King explains what ClubNFT considers a “well-formed NFT”. Not only does it contain a cryptographic signature proving that the artist is the on-chain creator, but it also contains a cryptographic “hash” or “checksum” of the work itself rather than a URI.

The hash is a string of seemingly random letters and numbers that acts as a unique “fingerprint” of the work itself; by running the work through an encryption algorithm like SHA-256 you’ll always get the same string. The probability of two files resulting in the same hash is so close to zero that it can be safely ignored. What this means is that we can prove the NFT corresponds to a specific work: if Jason Bailey’s XCOPY NFT had a hash of the work, it would still meaningfully “point to” the work even though the Ascribe server is down. It would still be less valuable than if the Ascribe server was up, but it would serve its purpose. The hash is much more useful, however, if the work is stored on IPFS.

IPFS is a decentralized file-sharing network like BitTorrent. If someone on the network is storing a copy of an NFT’s artwork and has it “pinned” such that it’s available for others to access, there’s an image matching the NFT’s checksum that can be downloaded to view the piece.

If you want to help protect your NFT artworks that are stored on IPFS, you need to download a “perfect” copy of those files. This means that the checksum of your copy would match that of the original artwork, the one stored on the NFT. That’s quite hard to do without some technical knowledge, and in any case, it’s time-consuming, which is why ClubNFT offers a service to automate all of that.
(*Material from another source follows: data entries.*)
impl MemEngine {
    pub fn new() -> Self {
        Self {
            tables: Arc::new(RwLock::new(Vec::new())),
        }
    }

    /// Seeds the two-table demo catalog the server binary ships with:
    /// `foreign_table` referenced by `int_table` through a NO ACTION foreign
    /// key, plus a view in a second schema so schema filters have something
    /// to exclude.
    pub fn with_demo_data() -> Self {
        let engine = Self::new();
        {
            let mut tables = engine.tables.write().unwrap();
            tables.push(MemTable {
                catalog: Some("main".into()),
                db_schema: Some("PUBLIC".into()),
                name: "foreign_table".into(),
                table_type: "table".into(),
                columns: vec![
                    Column {
                        name: "id".into(),
                        native_type: "int".into(),
                    },
                    Column {
                        name: "foreign_name".into(),
                        native_type: "varchar(100)".into(),
                    },
                    Column {
                        name: "value".into(),
                        native_type: "int".into(),
                    },
                ],
                rows: vec![
                    vec![
                        Some(ScalarValue::Int64(1)),
                        Some(ScalarValue::Utf8("keyOne".into())),
                        Some(ScalarValue::Int64(1)),
                    ],
                    vec![
                        Some(ScalarValue::Int64(2)),
                        Some(ScalarValue::Utf8("keyTwo".into())),
                        Some(ScalarValue::Int64(0)),
                    ],
                ],
                primary_keys: vec![PrimaryKeyEntry {
                    column: "id".into(),
                    key_sequence: 1,
                    key_name: None,
                }],
                foreign_keys: Vec::new(),
            });
            tables.push(MemTable {
                catalog: Some("main".into()),
                db_schema: Some("PUBLIC".into()),
                name: "int_table".into(),
                table_type: "table".into(),
                columns: vec![
                    Column {
                        name: "id".into(),
                        native_type: "int".into(),
                    },
                    Column {
                        name: "key_name".into(),
                        native_type: "varchar(100)".into(),
                    },
                    Column {
                        name: "value".into(),
                        native_type: "int".into(),
                    },
                    Column {
                        name: "foreign_id".into(),
                        native_type: "int".into(),
                    },
                ],
                rows: vec![
                    vec![
                        Some(ScalarValue::Int64(1)),
                        Some(ScalarValue::Utf8("one".into())),
                        Some(ScalarValue::Int64(1)),
                        Some(ScalarValue::Int64(1)),
                    ],
                    vec![
                        Some(ScalarValue::Int64(2)),
                        Some(ScalarValue::Utf8("zero".into())),
                        Some(ScalarValue::Int64(0)),
                        Some(ScalarValue::Int64(1)),
                    ],
                    vec![
                        Some(ScalarValue::Int64(3)),
                        None,
                        Some(ScalarValue::Int64(-1)),
                        Some(ScalarValue::Int64(2)),
                    ],
                ],
                primary_keys: vec![PrimaryKeyEntry {
                    column: "id".into(),
                    key_sequence: 1,
                    key_name: None,
                }],
                foreign_keys: vec![ForeignKeyEntry {
                    pk_catalog: Some("main".into()),
                    pk_db_schema: Some("PUBLIC".into()),
                    pk_table: "foreign_table".into(),
                    pk_column: "id".into(),
                    fk_catalog: Some("main".into()),
                    fk_db_schema: Some("PUBLIC".into()),
                    fk_table: "int_table".into(),
                    fk_column: "foreign_id".into(),
                    key_sequence: 1,
                    fk_key_name: None,
                    pk_key_name: None,
                    update_rule: skylark_protocol::keys::RULE_NO_ACTION,
                    delete_rule: skylark_protocol::keys::RULE_NO_ACTION,
                }],
            });
            tables.push(MemTable {
                catalog: Some("main".into()),
                db_schema: Some("OTHER".into()),
                name: "value_view".into(),
                table_type: "view".into(),
                columns: vec![Column {
                    name: "value".into(),
                    native_type: "int".into(),
                }],
                rows: Vec::new(),
                primary_keys: Vec::new(),
                foreign_keys: Vec::new(),
            });
        }
        engine
    }
}
impl SkylarkFlightSqlService {
    pub fn new(engine: Arc<dyn SqlEngine>) -> Self {
        Self {
            engine,
            registry: StatementRegistry::new(),
        }
    }

    /// Schema a descriptor command will produce, without materializing rows.
    fn schema_for_command(&self, command: &Command) -> Result<SchemaRef, Status> {
        match command {
            Command::StatementQuery(c) => {
                let statement = self.engine.prepare(&c.query)?;
                Ok(statement.result_schema())
            }
            Command::PreparedStatementQuery(c) => {
                let entry = self
                    .registry
                    .lookup(handle_str(&c.prepared_statement_handle)?)?;
                let prepared = entry
                    .lock()
                    .map_err(|_| Status::internal("statement lock poisoned"))?;
                Ok(prepared.statement.result_schema())
            }
            Command::GetCatalogs(_) => Ok(result_schema::catalogs()),
            Command::GetDbSchemas(_) => Ok(result_schema::db_schemas()),
            Command::GetTables(c) => Ok(result_schema::tables(c.include_schema)),
            Command::GetTableTypes(_) => Ok(result_schema::table_types()),
            Command::GetSqlInfo(_) => Ok(result_schema::sql_info()),
            Command::GetPrimaryKeys(_) => Ok(result_schema::primary_keys()),
            Command::GetForeignKeys(_) => Ok(result_schema::foreign_keys()),
            Command::StatementUpdate(_)
            | Command::PreparedStatementUpdate(_)
            | Command::TicketStatementQuery(_) => Err(Status::invalid_argument(format!(
                "{} cannot describe a result set",
                command.type_name()
            ))),
        }
    }

    /// Binds every uploaded row's columns as positional parameters.
    fn bind_uploaded_rows(
        statement: &mut dyn Statement,
        frames: &[FlightData],
    ) -> Result<(), Status> {
        if frames.len() < 2 {
            // Descriptor-only or schema-only upload carries no binds.
            return Ok(());
        }
        let schema = Arc::new(
            Schema::try_from(&frames[0])
                .map_err(|e| Status::invalid_argument(format!("invalid bind schema: {e}")))?,
        );
        let dictionaries = HashMap::new();
        for frame in &frames[1..] {
            let batch = flight_data_to_arrow_batch(frame, schema.clone(), &dictionaries)
                .map_err(|e| Status::invalid_argument(format!("invalid bind batch: {e}")))?;
            for row in 0..batch.num_rows() {
                for (index, column) in batch.columns().iter().enumerate() {
                    let value = ScalarValue::try_from_array(column.as_ref(), row)?;
                    statement.bind(index, value)?;
                }
            }
        }
        Ok(())
    }

    /// `do_put` body, split out so tests can feed a plain stream instead of
    /// a tonic `Streaming`.
    pub async fn handle_do_put<S>(&self, mut stream: S) -> Result<Vec<PutResult>, Status>
    where
        S: Stream<Item = Result<FlightData, Status>> + Unpin + Send,
    {
        let first = stream
            .next()
            .await
            .ok_or_else(|| Status::invalid_argument("empty do_put stream"))??;
        let descriptor = first
            .flight_descriptor
            .clone()
            .ok_or_else(|| Status::invalid_argument("first do_put frame has no descriptor"))?;
        let command = Command::decode(&descriptor.cmd)?;
        debug!(command = command.type_name(), "do_put");

        let mut frames = vec![first];
        while let Some(frame) = stream.next().await {
            frames.push(frame?);
        }

        match command {
            Command::StatementUpdate(c) => {
                let mut statement = self.engine.prepare(&c.query)?;
                let count = statement.execute_update()?;
                metrics::record_dispatch("do_put", "ok");
                Ok(vec![update_ack(count)])
            }
            Command::PreparedStatementUpdate(c) => {
                let entry = self
                    .registry
                    .lookup(handle_str(&c.prepared_statement_handle)?)?;
                let mut prepared = entry
                    .lock()
                    .map_err(|_| Status::internal("statement lock poisoned"))?;
                Self::bind_uploaded_rows(prepared.statement.as_mut(), &frames)?;
                let count = prepared.statement.execute_update()?;
                metrics::record_dispatch("do_put", "ok");
                Ok(vec![update_ack(count)])
            }
            Command::PreparedStatementQuery(c) => {
                let entry = self
                    .registry
                    .lookup(handle_str(&c.prepared_statement_handle)?)?;
                let mut prepared = entry
                    .lock()
                    .map_err(|_| Status::internal("statement lock poisoned"))?;
                Self::bind_uploaded_rows(prepared.statement.as_mut(), &frames)?;
                metrics::record_dispatch("do_put", "ok");
                Ok(vec![PutResult::default()])
            }
            other => Err(Status::invalid_argument(format!(
                "{} is not a do_put command",
                other.type_name()
            ))),
        }
    }
}
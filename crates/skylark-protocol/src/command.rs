//! Flight SQL command and action messages.
//!
//! These are hand-maintained prost messages rather than build-time codegen:
//! the field numbers and type URLs (see [`crate::envelope`]) are the wire
//! contract, and keeping them in source makes the contract reviewable.
//! Proto3 `optional` string fields map to `Option<String>`; the distinction
//! between an absent filter, a present-but-empty filter, and a non-empty
//! pattern is semantically load-bearing and must survive a round trip.

use bytes::Bytes;

/// Execute an ad-hoc SQL query and fetch its result stream.
#[derive(Clone, PartialEq, ::prost::Message)]
pub struct CommandStatementQuery {
    #[prost(string, tag = "1")]
    pub query: String,
}

/// Execute an ad-hoc SQL update; the affected-row count is acknowledged in a
/// [`DoPutUpdateResult`].
#[derive(Clone, PartialEq, ::prost::Message)]
pub struct CommandStatementUpdate {
    #[prost(string, tag = "1")]
    pub query: String,
}

/// Reference a server-side prepared statement for query execution or
/// parameter binding.
#[derive(Clone, PartialEq, ::prost::Message)]
pub struct CommandPreparedStatementQuery {
    #[prost(bytes = "bytes", tag = "1")]
    pub prepared_statement_handle: Bytes,
}

/// Reference a server-side prepared statement for update execution.
#[derive(Clone, PartialEq, ::prost::Message)]
pub struct CommandPreparedStatementUpdate {
    #[prost(bytes = "bytes", tag = "1")]
    pub prepared_statement_handle: Bytes,
}

/// List the catalogs known to the server.
#[derive(Clone, PartialEq, ::prost::Message)]
pub struct CommandGetCatalogs {}

/// List database schemas, optionally constrained to one catalog and a
/// `LIKE`-style schema name pattern.
#[derive(Clone, PartialEq, ::prost::Message)]
pub struct CommandGetDbSchemas {
    #[prost(string, optional, tag = "1")]
    pub catalog: Option<String>,
    #[prost(string, optional, tag = "2")]
    pub db_schema_filter_pattern: Option<String>,
}

/// List tables. An empty `table_types` list means all types; `include_schema`
/// selects the wider result form carrying each table's serialized schema.
#[derive(Clone, PartialEq, ::prost::Message)]
pub struct CommandGetTables {
    #[prost(string, optional, tag = "1")]
    pub catalog: Option<String>,
    #[prost(string, optional, tag = "2")]
    pub db_schema_filter_pattern: Option<String>,
    #[prost(string, optional, tag = "3")]
    pub table_name_filter_pattern: Option<String>,
    #[prost(string, repeated, tag = "4")]
    pub table_types: Vec<String>,
    #[prost(bool, tag = "5")]
    pub include_schema: bool,
}

/// List the distinct table types present in the server's catalog.
#[derive(Clone, PartialEq, ::prost::Message)]
pub struct CommandGetTableTypes {}

/// Fetch SQL capability metadata. An empty `info` list requests everything.
#[derive(Clone, PartialEq, ::prost::Message)]
pub struct CommandGetSqlInfo {
    #[prost(uint32, repeated, tag = "1")]
    pub info: Vec<u32>,
}

/// List the primary key columns of one table.
#[derive(Clone, PartialEq, ::prost::Message)]
pub struct CommandGetPrimaryKeys {
    #[prost(string, optional, tag = "1")]
    pub catalog: Option<String>,
    #[prost(string, optional, tag = "2")]
    pub db_schema: Option<String>,
    #[prost(string, tag = "3")]
    pub table: String,
}

/// List the foreign key relationships between a referenced (pk side) table
/// and a referencing (fk side) table.
#[derive(Clone, PartialEq, ::prost::Message)]
pub struct CommandGetForeignKeys {
    #[prost(string, optional, tag = "1")]
    pub pk_catalog: Option<String>,
    #[prost(string, optional, tag = "2")]
    pub pk_db_schema: Option<String>,
    #[prost(string, tag = "3")]
    pub pk_table: String,
    #[prost(string, optional, tag = "4")]
    pub fk_catalog: Option<String>,
    #[prost(string, optional, tag = "5")]
    pub fk_db_schema: Option<String>,
    #[prost(string, tag = "6")]
    pub fk_table: String,
}

/// Ticket for an ad-hoc statement stream. The handle embeds the query text
/// itself, so the data-retrieval call needs no server-side session state.
#[derive(Clone, PartialEq, ::prost::Message)]
pub struct TicketStatementQuery {
    #[prost(bytes = "bytes", tag = "1")]
    pub statement_handle: Bytes,
}

/// Body of the `CreatePreparedStatement` action.
#[derive(Clone, PartialEq, ::prost::Message)]
pub struct ActionCreatePreparedStatementRequest {
    #[prost(string, tag = "1")]
    pub query: String,
}

/// Result of the `CreatePreparedStatement` action: the opaque handle plus the
/// IPC-serialized dataset and parameter schemas.
#[derive(Clone, PartialEq, ::prost::Message)]
pub struct ActionCreatePreparedStatementResult {
    #[prost(bytes = "bytes", tag = "1")]
    pub prepared_statement_handle: Bytes,
    #[prost(bytes = "bytes", tag = "2")]
    pub dataset_schema: Bytes,
    #[prost(bytes = "bytes", tag = "3")]
    pub parameter_schema: Bytes,
}

/// Body of the `ClosePreparedStatement` action.
#[derive(Clone, PartialEq, ::prost::Message)]
pub struct ActionClosePreparedStatementRequest {
    #[prost(bytes = "bytes", tag = "1")]
    pub prepared_statement_handle: Bytes,
}

/// Acknowledgement message for update commands, carried in the `DoPut`
/// result's app metadata.
#[derive(Clone, PartialEq, ::prost::Message)]
pub struct DoPutUpdateResult {
    #[prost(int64, tag = "1")]
    pub record_count: i64,
}

/// Value-typed composite key identifying one table, shared by the primary
/// key and foreign key lookups.
#[derive(Debug, Clone, PartialEq, Eq, Hash)]
pub struct TableRef {
    pub catalog: Option<String>,
    pub db_schema: Option<String>,
    pub table: String,
}

impl CommandGetPrimaryKeys {
    pub fn table_ref(&self) -> TableRef {
        TableRef {
            catalog: self.catalog.clone(),
            db_schema: self.db_schema.clone(),
            table: self.table.clone(),
        }
    }
}

impl CommandGetForeignKeys {
    /// The referenced (primary key side) table.
    pub fn pk_table_ref(&self) -> TableRef {
        TableRef {
            catalog: self.pk_catalog.clone(),
            db_schema: self.pk_db_schema.clone(),
            table: self.pk_table.clone(),
        }
    }

    /// The referencing (foreign key side) table.
    pub fn fk_table_ref(&self) -> TableRef {
        TableRef {
            catalog: self.fk_catalog.clone(),
            db_schema: self.fk_db_schema.clone(),
            table: self.fk_table.clone(),
        }
    }
}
This gives NFT collectors, whether museums or a general audience, a way to “give back” to the IPFS ecosystem by hosting their own copies if they’d like.

For most NFT collectors and marketplaces, IPFS is a robust solution that moves some of the storage overheard away from marketplaces and towards this decentralized network. It’s why marketplaces like KnownOrigin and SuperRare store all minted works on IPFS. But OpenSea, the biggest NFT marketplace by far, stores minted works on their own server as Ascribe did.

If a museum tries to “collect” an NFT from OpenSea, they could run into problems archiving that work according to their own best practices. They might have to work directly with the artist to source the work in its original resolution and file format, maybe several formats if it’s a complicated 3D piece. From there, archivists can work on additional steps like creating redundant copies on specialized hardware.

But even if the work is hosted on IPFS, museums are still going to need to track down an archival-quality copy. The IPFS-based platform SuperRare, for example, imposes a 50MB limit on file uploads. That might be sufficient for most viewing situations, but museums are going to want an uncompressed copy for the archive that could be gigabytes in size.

The other important aspect of protecting an NFT collection is wallet security. While an institution might be able to run its own IPFS node or its own instance of a blockchain, wallet security is one area where institutions are on the same playing field as individual NFT collectors. The same best practices apply in both cases.

As Jason Bailey explains, “a lot of people when they go to buy NFTs, they take the very same wallet that has all their cryptocurrency and all their NFTs in it. And they go and interact sometimes with marketplaces they’ve never seen before. And when you do that, often people just click ‘yes’ on the things that pop up when they try to buy an NFT, and you can accidentally sign away the opportunity for people to take all of your collection and all of your money. And there’s a simple solution, which is just to have a second wallet that you use to buy and you just keep a little bit of money in there, and you use that to buy and then your main wallet is the one that you keep all your collection. And so you’re never exposing that. You wouldn’t take your entire life savings, put it into a bunch of garbage bags, drag it a block away to buy one bagel, and just hope that no one mugs you, right? You keep that stuff somewhere safe, you take out a small amount of money, and you put that in your wallet to go buy a $5 bagel and if someone mugs you, they get your $5 and not your life savings.”